En la matière, le football n’est que la pointe avancée d’un mouvement général de marchandisation du sport. Il fut un temps – finalement pas si lointain – où il n’en coûtait pas un centime pour assister aux exploits de Michael Schumacher sur les circuits de Formule 1 ou les succès de Contador, Nibali et Quintana sur les pentes du Giro. Même le tennis et le sacro-saint Roland-Garros de juin ont commencé à se faire croquer… par l’ogre Amazon, encore lui, pour des « night sessions » (« sessions de nuit », mais la formule en anglais, ça fait plus moderne et vendeur), au bilan écologique catastrophique.
Et les qataris sont arrivés
L’expérience ultime de tout supporter et passionné, c’est évidemment le stade. Si la situation en France n’atteint pas encore le degré de la grande gentrification des enceintes outre-Manche, la nature en est identique. Yoann, notre agent de la RATP, en a fait les frais : « J’ai été abonné pendant quatre ans avant l’arrivée du Qatar. Je me suis réabonné en 2012, parce que le Parc me manquait. J’étais abonné juste à côté de la tribune Auteuil. À l’époque, le prix de l’abonnement était plus raisonnable. Je payais entre 150 et 200 euros. Avant, c’était même autour de 90 euros. Quand le Qatar est arrivé, l’abonnement est passé à 350 euros, matchs de Coupe d’Europe comp ris. Et puis c’est vraiment devenu hors de prix à partir de 2015. Avant, j’habitais chez mes parents, c’était vraiment plus simple financièrement. Aujourd’hui, je touche 1 950 euros net par mois. L’abonnement le moins cher se situe aux alentours de 400 euros. Maintenant que j’ai mon crédit pour la maison à payer et deux enfants à nourrir, je ne peux plus me permettre de payer 400 euros pour aller au Parc des Princes. » « Il faut payer très cher pour voir du foot à la TV et encore plus cher pour aller au stade, résume Sébastien. Ça devient un peu un cercle fermé. » Un cercle de plus en plus fermé dont sont exclues les catégories populaires et même moyennes.

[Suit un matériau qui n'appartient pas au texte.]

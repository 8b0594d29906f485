//! The choice router: pending table, proposal bookkeeping and deadlines.

use std::collections::{HashMap, VecDeque};
use std::sync::Arc;

use chrono::{DateTime, Duration, Utc};
use serde::{Deserialize, Serialize};
use spiral_core::context::{matches_subset, project};
use spiral_core::{
    AgentId, Context, OptionId, PrimitiveId, Resolution, Result, SpiralError, TreeId,
};
use spiral_kernel::SpiralKernel;
use tokio::sync::{watch, Mutex};
use tracing::{debug, warn};
use uuid::Uuid;

use crate::intent::Intent;

/// Configuration for the router.
#[derive(Debug, Clone, Serialize, Deserialize)]
#[serde(default)]
pub struct RouterConfig {
    /// Deadline applied to intents that do not carry one (milliseconds).
    pub default_deadline_ms: Option<u64>,

    /// Resolved routes remembered so an undo can reopen them with their
    /// original requesters, deadline and default. Oldest are forgotten first.
    pub settled_capacity: usize,
}

impl Default for RouterConfig {
    fn default() -> Self {
        Self {
            default_deadline_ms: None,
            settled_capacity: 4096,
        }
    }
}

/// A proposed option for a pending primitive.
#[derive(Debug, Clone, PartialEq, Eq, Serialize, Deserialize)]
pub struct Proposal {
    /// The proposing agent.
    pub agent_id: AgentId,

    /// The proposed option.
    pub option: OptionId,

    /// The intent carrying the proposal.
    pub intent_id: Uuid,

    /// When the proposal was received.
    pub proposed_at: DateTime<Utc>,
}
impl SpiralKernel {
    /// Create a kernel whose trees never spawn children unless given an expansion.
    pub fn new() -> Self {
        Self::with_expansion(Arc::new(NoExpansion))
    }

    /// Create a kernel with a default expansion function.
    pub fn with_expansion(expansion: Arc<dyn Expansion>) -> Self {
        let (events, _) = broadcast::channel(1024);
        Self {
            trees: RwLock::new(HashMap::new()),
            index: RwLock::new(HashMap::new()),
            default_expansion: expansion,
            events,
        }
    }

    /// Subscribe to all kernel events.
    pub fn subscribe(&self) -> KernelSubscription {
        self.subscribe_filtered(EventFilter::default())
    }

    /// Subscribe to kernel events matching a filter.
    pub fn subscribe_filtered(&self, filter: EventFilter) -> KernelSubscription {
        KernelSubscription::new(filter, self.events.subscribe())
    }

    /// Create a standalone primitive as the root of a new eager tree.
    pub async fn create(&self, options: Vec<OptionId>, context: Context) -> Result<PrimitiveId> {
        let (_, root) = self
            .create_tree(options, context, TreeConfig::default())
            .await?;
        Ok(root)
    }

    /// Create a new tree using the kernel's default expansion.
    pub async fn create_tree(
        &self,
        options: Vec<OptionId>,
        context: Context,
        config: TreeConfig,
    ) -> Result<(TreeId, PrimitiveId)> {
        self.create_tree_with(options, context, config, self.default_expansion.clone())
            .await
    }

    /// Create a new tree bound to a specific expansion function.
    pub async fn create_tree_with(
        &self,
        options: Vec<OptionId>,
        context: Context,
        config: TreeConfig,
        expansion: Arc<dyn Expansion>,
    ) -> Result<(TreeId, PrimitiveId)> {
        let tree = ChoiceTree::new(options, context, config)?;
        let tree_id = tree.id;
        let root = tree.root;

        self.index.write().await.insert(root, tree_id);
        self.trees
            .write()
            .await
            .insert(tree_id, TreeSlot::new(tree, expansion));

        debug!("Created tree {} with root {} ({:?})", tree_id, root, config.policy);
        self.emit(KernelEvent::new(KernelEventKind::Created, tree_id).primitive(root));

        Ok((tree_id, root))
    }

    /// Select an option on a primitive.
    ///
    /// Exactly one of several racing callers with different options succeeds;
    /// the rest receive `AlreadyResolved`. Re-selecting the chosen option is
    /// idempotent and records nothing.
    pub async fn select(&self, primitive_id: PrimitiveId, option: &str) -> Result<SelectionOutcome> {
        loop {
            let slot = self.slot_for_primitive(primitive_id).await?;
            let mut tree = slot.tree.write().await;
            if slot.retired.load(Ordering::Acquire) {
                continue;
            }

            let outcome = tree.select(primitive_id, option, slot.expansion.as_ref())?;
            if !outcome.changed {
                return Ok(outcome);
            }

            if !outcome.spawned.is_empty() {
                let mut index = self.index.write().await;
                for child in &outcome.spawned {
                    index.insert(*child, outcome.tree_id);
                }
            }
            drop(tree);

            self.emit(
                KernelEvent::new(KernelEventKind::Selected, outcome.tree_id)
                    .primitive(primitive_id)
                    .option(outcome.option.clone())
                    .affected(outcome.spawned.clone()),
            );
            return Ok(outcome);
        }
    }

    /// Revert the most recent selection of a tree.
    pub async fn undo(&self, tree_id: TreeId) -> Result<UndoOutcome> {
        loop {
            let slot = self.slot(tree_id).await?;
            let mut tree = slot.tree.write().await;
            if slot.retired.load(Ordering::Acquire) {
                continue;
            }

            let outcome = tree.undo()?;
            self.unindex(&outcome.removed).await;
            drop(tree);

            self.emit(
                KernelEvent::new(KernelEventKind::Undone, tree_id)
                    .primitive(outcome.primitive_id)
                    .affected(outcome.removed.clone()),
            );
            return Ok(outcome);
        }
    }

    /// Re-apply the most recently undone selection of a tree.
    pub async fn redo(&self, tree_id: TreeId) -> Result<SelectionOutcome> {
        loop {
            let slot = self.slot(tree_id).await?;
            let mut tree = slot.tree.write().await;
            if slot.retired.load(Ordering::Acquire) {
                continue;
            }

            let outcome = tree.redo(slot.expansion.as_ref())?;
            if !outcome.spawned.is_empty() {
                let mut index = self.index.write().await;
                for child in &outcome.spawned {
                    index.insert(*child, tree_id);
                }
            }
            drop(tree);

            self.emit(
                KernelEvent::new(KernelEventKind::Redone, tree_id)
                    .primitive(outcome.primitive_id)
                    .option(outcome.option.clone())
                    .affected(outcome.spawned.clone()),
            );
            return Ok(outcome);
        }
    }

    /// Revert a tree to its bare, unresolved root.
    pub async fn reset(&self, tree_id: TreeId) -> Result<Vec<PrimitiveId>> {
        loop {
            let slot = self.slot(tree_id).await?;
            let mut tree = slot.tree.write().await;
            if slot.retired.load(Ordering::Acquire) {
                continue;
            }

            let removed = tree.reset();
            let root = tree.root;
            self.unindex(&removed).await;
            drop(tree);

            self.emit(
                KernelEvent::new(KernelEventKind::Reset, tree_id)
                    .primitive(root)
                    .affected(removed.clone()),
            );
            return Ok(removed);
        }
    }

    /// Get a copy of a primitive.
    pub async fn get(&self, primitive_id: PrimitiveId) -> Result<ChoicePrimitive> {
        let slot = self.slot_for_primitive(primitive_id).await?;
        let tree = slot.tree.read().await;
        tree.get(primitive_id)
            .cloned()
            .ok_or(SpiralError::UnknownPrimitive { primitive_id })
    }

    /// Children of a primitive, materializing them first under lazy resolution.
    pub async fn children(&self, primitive_id: PrimitiveId) -> Result<Vec<ChoicePrimitive>> {
        loop {
            let slot = self.slot_for_primitive(primitive_id).await?;
            let mut tree = slot.tree.write().await;
            if slot.retired.load(Ordering::Acquire) {
                continue;
            }

            let before = tree.children_of(primitive_id).len();
            let ids = tree.materialize(primitive_id, slot.expansion.as_ref())?;
            let tree_id = tree.id;

            if ids.len() > before {
                let fresh: Vec<PrimitiveId> = ids[before..].to_vec();
                {
                    let mut index = self.index.write().await;
                    for child in &fresh {
                        index.insert(*child, tree_id);
                    }
                }
                self.emit(
                    KernelEvent::new(KernelEventKind::Expanded, tree_id)
                        .primitive(primitive_id)
                        .affected(fresh),
                );
            }

            return Ok(ids
                .iter()
                .filter_map(|id| tree.get(*id).cloned())
                .collect());
        }
    }

    /// The tree owning a primitive.
    pub async fn tree_of(&self, primitive_id: PrimitiveId) -> Result<TreeId> {
        self.index
            .read()
            .await
            .get(&primitive_id)
            .copied()
            .ok_or(SpiralError::UnknownPrimitive { primitive_id })
    }

    /// Selection history of a tree, oldest first.
    pub async fn history(&self, tree_id: TreeId) -> Result<Vec<HistoryEntry>> {
        let slot = self.slot(tree_id).await?;
        let tree = slot.tree.read().await;
        Ok(tree.history().to_vec())
    }

    /// Unresolved primitives of a tree.
    pub async fn pending(&self, tree_id: TreeId) -> Result<Vec<ChoicePrimitive>> {
        let slot = self.slot(tree_id).await?;
        let tree = slot.tree.read().await;
        Ok(tree.pending().into_iter().cloned().collect())
    }

    /// A full copy of a tree.
    pub async fn tree(&self, tree_id: TreeId) -> Result<ChoiceTree> {
        let slot = self.slot(tree_id).await?;
        let tree = slot.tree.read().await;
        Ok(tree.clone())
    }

    /// Ids of all live trees.
    pub async fn tree_ids(&self) -> Vec<TreeId> {
        self.trees.read().await.keys().copied().collect()
    }

    /// Capture a tree for the persistence collaborator.
    ///
    /// Holds the tree's read lock for the capture, so the snapshot never sees a
    /// half-applied selection and other trees are not blocked.
    pub async fn checkpoint(&self, tree_id: TreeId) -> Result<Snapshot> {
        let slot = self.slot(tree_id).await?;
        let tree = slot.tree.read().await;
        let snapshot = Snapshot::capture(&tree)?;
        debug!(
            "Checkpointed tree {} at version {} ({} bytes)",
            tree_id,
            snapshot.version,
            snapshot.len()
        );
        Ok(snapshot)
    }

    /// Restore a tree from a snapshot, replacing any live tree with the same id.
    pub async fn restore(&self, snapshot: Snapshot) -> Result<TreeId> {
        let expansion = match self.trees.read().await.get(&snapshot.tree_id) {
            Some(slot) => slot.expansion.clone(),
            None => self.default_expansion.clone(),
        };
        self.restore_with(snapshot, expansion).await
    }

    /// Restore a tree from a snapshot and bind it to an expansion function.
    pub async fn restore_with(
        &self,
        snapshot: Snapshot,
        expansion: Arc<dyn Expansion>,
    ) -> Result<TreeId> {
        let tree = snapshot.decode()?;
        let tree_id = tree.id;
        let ids = tree.ids();

        let previous = self.trees.read().await.get(&tree_id).cloned();
        let old_guard = match previous.as_ref() {
            Some(slot) => Some(slot.tree.write().await),
            None => None,
        };

        {
            let mut index = self.index.write().await;
            if let Some(old) = old_guard.as_ref() {
                for id in old.ids() {
                    index.remove(&id);
                }
            }
            for id in &ids {
                index.insert(*id, tree_id);
            }
        }

        self.trees
            .write()
            .await
            .insert(tree_id, TreeSlot::new(tree, expansion));

        if let Some(slot) = previous.as_ref() {
            slot.retired.store(true, Ordering::Release);
        }
        drop(old_guard);

        info!(
            "Restored tree {} from snapshot {} (version {})",
            tree_id, snapshot.id, snapshot.version
        );
        self.emit(KernelEvent::new(KernelEventKind::Restored, tree_id).affected(ids));

        Ok(tree_id)
    }

    async fn slot(&self, tree_id: TreeId) -> Result<Arc<TreeSlot>> {
        self.trees
            .read()
            .await
            .get(&tree_id)
            .cloned()
            .ok_or(SpiralError::UnknownTree { tree_id })
    }

    async fn slot_for_primitive(&self, primitive_id: PrimitiveId) -> Result<Arc<TreeSlot>> {
        let tree_id = self.tree_of(primitive_id).await?;
        self.slot(tree_id)
            .await
            .map_err(|_| SpiralError::UnknownPrimitive { primitive_id })
    }

    async fn unindex(&self, ids: &[PrimitiveId]) {
        if ids.is_empty() {
            return;
        }
        let mut index = self.index.write().await;
        for id in ids {
            index.remove(id);
        }
    }

    fn emit(&self, event: KernelEvent) {
        // No subscribers is fine.
        let _ = self.events.send(event);
    }
}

Comment inverser cette tendance ? La clé principale est détenue par la Ligue de football professionnel (LFP), détentrice des droits. C’est elle qui élabore un cahier des charges lors des appels d’offres et peut y inclure les critères qu’elle souhaite. Le rapport de la mission d’information sur les droits de diffusion audiovisuelle des manifestations sportives de l’Assemblée nationale, fin 2021, lui facilite d’ailleurs la tâche et évoque deux pistes : « un match en clair » par journée de championnat de Ligue 1, et créer un lot « highlights » pour la diffusion en clair d’images de matchs de Ligue 1 et de Ligue 2 et d’images d’archives. À force de jongler avec des centaines de millions de droits TV, on oublie que la LFP a une mission de service public. Si les pontes du foot pro l’ont oublié, le gouvernement pourrait le lui rappeler, voire le lui imposer.